> Your task:
Extract all lines in the data that contain the word "operation".

(Collected data entries)

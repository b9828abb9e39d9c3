//! User-facing reports.
//!
//! A [`Diagnostic`] is pure data plus a deterministic text layout:
//!
//! ```text
//! error: Unexpected token
//! | Message: unexpected token ')' at line 1, column 9: at start of expression
//!
//! Notes:
//! Token
//! | At: 1:9
//! | Notes: found Punctuation ')'
//! ```
//!
//! Rendering never decides whether a report is fatal; callers do.
//! Colors come from a [`Palette`] and are purely decorative:
//! [`Palette::PLAIN`] produces the exact layout above.

use std::fmt::{self, Write};

use anstyle::{AnsiColor, Style};

/// How serious a report is.
#[derive(Debug, Clone, Copy, PartialEq, Eq, Hash)]
pub enum Severity {
    Error,
    Warning,
    Note,
}

impl Severity {
    #[must_use]
    pub const fn as_str(self) -> &'static str {
        match self {
            Self::Error => "error",
            Self::Warning => "warning",
            Self::Note => "note",
        }
    }
}

impl fmt::Display for Severity {
    fn fmt(&self, f: &mut fmt::Formatter<'_>) -> fmt::Result {
        f.write_str(self.as_str())
    }
}

/// Secondary note attached to a diagnostic, optionally positioned.
#[derive(Debug, Clone, PartialEq, Eq)]
pub struct Label {
    pub title: String,
    pub message: String,
    /// 1-based `(line, column)`.
    pub position: Option<(usize, usize)>,
}

impl Label {
    #[must_use]
    pub fn new(title: impl Into<String>, message: impl Into<String>) -> Self {
        Self {
            title: title.into(),
            message: message.into(),
            position: None,
        }
    }

    #[must_use]
    pub const fn at(mut self, line: usize, column: usize) -> Self {
        self.position = Some((line, column));
        self
    }
}

/// Style per rendered element. [`Style::new`] renders as nothing, so a
/// plain palette leaves the layout untouched.
#[derive(Debug, Clone, Copy, PartialEq, Eq)]
pub struct Palette {
    pub error: Style,
    pub warning: Style,
    pub note: Style,
    pub title: Style,
    pub section: Style,
    pub label: Style,
    pub position: Style,
}

impl Palette {
    pub const PLAIN: Self = Self {
        error: Style::new(),
        warning: Style::new(),
        note: Style::new(),
        title: Style::new(),
        section: Style::new(),
        label: Style::new(),
        position: Style::new(),
    };

    pub const ANSI: Self = Self {
        error: AnsiColor::Red.on_default().bold(),
        warning: AnsiColor::Yellow.on_default().bold(),
        note: AnsiColor::Cyan.on_default().bold(),
        title: AnsiColor::Cyan.on_default(),
        section: AnsiColor::Magenta.on_default(),
        label: AnsiColor::Blue.on_default(),
        position: AnsiColor::Magenta.on_default(),
    };

    const fn severity(&self, severity: Severity) -> Style {
        match severity {
            Severity::Error => self.error,
            Severity::Warning => self.warning,
            Severity::Note => self.note,
        }
    }
}

/// A value wrapped in a style and its reset.
struct Painted<T>(Style, T);

impl<T: fmt::Display> fmt::Display for Painted<T> {
    fn fmt(&self, f: &mut fmt::Formatter<'_>) -> fmt::Result {
        write!(f, "{}{}{}", self.0.render(), self.1, self.0.render_reset())
    }
}

impl Default for Palette {
    fn default() -> Self {
        Self::PLAIN
    }
}

/// A structured report: severity, headline, summary, and labels.
#[derive(Debug, Clone, PartialEq, Eq)]
pub struct Diagnostic {
    pub severity: Severity,
    pub title: String,
    pub message: String,
    pub labels: Vec<Label>,
}

impl Diagnostic {
    #[must_use]
    pub fn new(severity: Severity, title: impl Into<String>, message: impl Into<String>) -> Self {
        Self {
            severity,
            title: title.into(),
            message: message.into(),
            labels: Vec::new(),
        }
    }

    #[must_use]
    pub fn error(title: impl Into<String>, message: impl Into<String>) -> Self {
        Self::new(Severity::Error, title, message)
    }

    /// Append a label; labels render in insertion order.
    pub fn add_label(&mut self, label: Label) {
        self.labels.push(label);
    }

    #[must_use]
    pub fn with_label(mut self, label: Label) -> Self {
        self.add_label(label);
        self
    }

    /// Render without styling.
    #[must_use]
    pub fn render(&self) -> String {
        self.render_with(&Palette::PLAIN)
    }

    #[must_use]
    pub fn render_with(&self, palette: &Palette) -> String {
        let mut out = String::new();
        // Writing into a String cannot fail.
        let _ = self.write_to(&mut out, palette);
        out
    }

    fn write_to(&self, out: &mut impl Write, p: &Palette) -> fmt::Result {
        writeln!(
            out,
            "{}: {}",
            Painted(p.severity(self.severity), self.severity),
            Painted(p.title, &self.title)
        )?;
        writeln!(out, "| Message: {}", self.message)?;

        if self.labels.is_empty() {
            return Ok(());
        }

        writeln!(out)?;
        writeln!(out, "{}", Painted(p.section, "Notes:"))?;
        for label in &self.labels {
            writeln!(out, "{}", Painted(p.label, &label.title))?;
            if let Some((line, col)) = label.position {
                writeln!(out, "| At: {}", Painted(p.position, format!("{line}:{col}")))?;
            }
            writeln!(out, "| Notes: {}", label.message)?;
        }
        Ok(())
    }
}

impl fmt::Display for Diagnostic {
    fn fmt(&self, f: &mut fmt::Formatter<'_>) -> fmt::Result {
        self.write_to(f, &Palette::PLAIN)
    }
}
//! The register store: single-letter named cells holding the most recently
//! assigned value.
//!
//! One store belongs to one parsing session and persists across the
//! session's statements; independent sessions use independent stores, so no
//! synchronization is needed. Entries are created or overwritten by
//! assignment and never deleted.

use indexmap::IndexMap;
use thiserror::Error;

/// Errors that can occur when operating on [`Registers`].
#[derive(Debug, Clone, Copy, PartialEq, Eq, Error)]
pub enum RegisterError {
    /// The register has never been assigned. The grammar cannot rule this
    /// read out, and silently defaulting the value would hide the mistake,
    /// so it is a defined failure instead.
    #[error("register '{name}' read before assignment")]
    ReadBeforeWrite {
        /// The register's single-letter name.
        name: char,
    },
}

/// Mapping from register name to its last-assigned value.
///
/// # Example
/// ```rust
/// # use shiftred_calc::Registers;
/// let mut regs = Registers::new();
/// regs.set('a', 7);
/// assert_eq!(regs.get('a').unwrap(), 7);
/// regs.set('a', 2);
/// assert_eq!(regs.get('a').unwrap(), 2);
/// assert!(regs.get('b').is_err());
/// ```
#[derive(Debug, Default)]
pub struct Registers {
    regs: IndexMap<char, i64>,
}

impl Registers {
    /// Creates an empty store.
    pub fn new() -> Self {
        Self {
            regs: IndexMap::new(),
        }
    }

    /// Number of registers that have been assigned at least once.
    pub fn len(&self) -> usize {
        self.regs.len()
    }

    pub fn is_empty(&self) -> bool {
        self.regs.is_empty()
    }

    /// Stores `value` under `name`, creating the register or overwriting
    /// its previous value. Last write wins; no history is retained.
    pub fn set(&mut self, name: char, value: i64) {
        self.regs.insert(name, value);
    }

    /// Returns the value last assigned to `name`.
    pub fn get(&self, name: char) -> Result<i64, RegisterError> {
        self.regs
            .get(&name)
            .copied()
            .ok_or(RegisterError::ReadBeforeWrite { name })
    }
}
//! The calculator's value domain: checked arithmetic over `i64`.
//!
//! Literals are single digits, but registers and intermediate results range
//! over the full fixed-width domain, so every operation that can leave it
//! is checked. Division or modulo by zero and overflow are defined
//! failures, never folded into a wrapped or garbage value.

use thiserror::Error;

/// A failed value-domain operation.
#[derive(Debug, Clone, Copy, PartialEq, Eq, Error)]
pub enum EvalError {
    #[error("division by zero")]
    DivisionByZero,
    #[error("modulo by zero")]
    ModuloByZero,
    #[error("arithmetic overflow")]
    Overflow,
}

pub fn add(a: i64, b: i64) -> Result<i64, EvalError> {
    a.checked_add(b).ok_or(EvalError::Overflow)
}

pub fn sub(a: i64, b: i64) -> Result<i64, EvalError> {
    a.checked_sub(b).ok_or(EvalError::Overflow)
}

pub fn mul(a: i64, b: i64) -> Result<i64, EvalError> {
    a.checked_mul(b).ok_or(EvalError::Overflow)
}

pub fn div(a: i64, b: i64) -> Result<i64, EvalError> {
    if b == 0 {
        return Err(EvalError::DivisionByZero);
    }
    a.checked_div(b).ok_or(EvalError::Overflow)
}

pub fn rem(a: i64, b: i64) -> Result<i64, EvalError> {
    if b == 0 {
        return Err(EvalError::ModuloByZero);
    }
    a.checked_rem(b).ok_or(EvalError::Overflow)
}

pub fn bitand(a: i64, b: i64) -> i64 {
    a & b
}

pub fn bitor(a: i64, b: i64) -> i64 {
    a | b
}

pub fn neg(a: i64) -> Result<i64, EvalError> {
    a.checked_neg().ok_or(EvalError::Overflow)
}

> Task output:
//! over the full fixed-width domain, so every operation that can leave it
/// A failed value-domain operation.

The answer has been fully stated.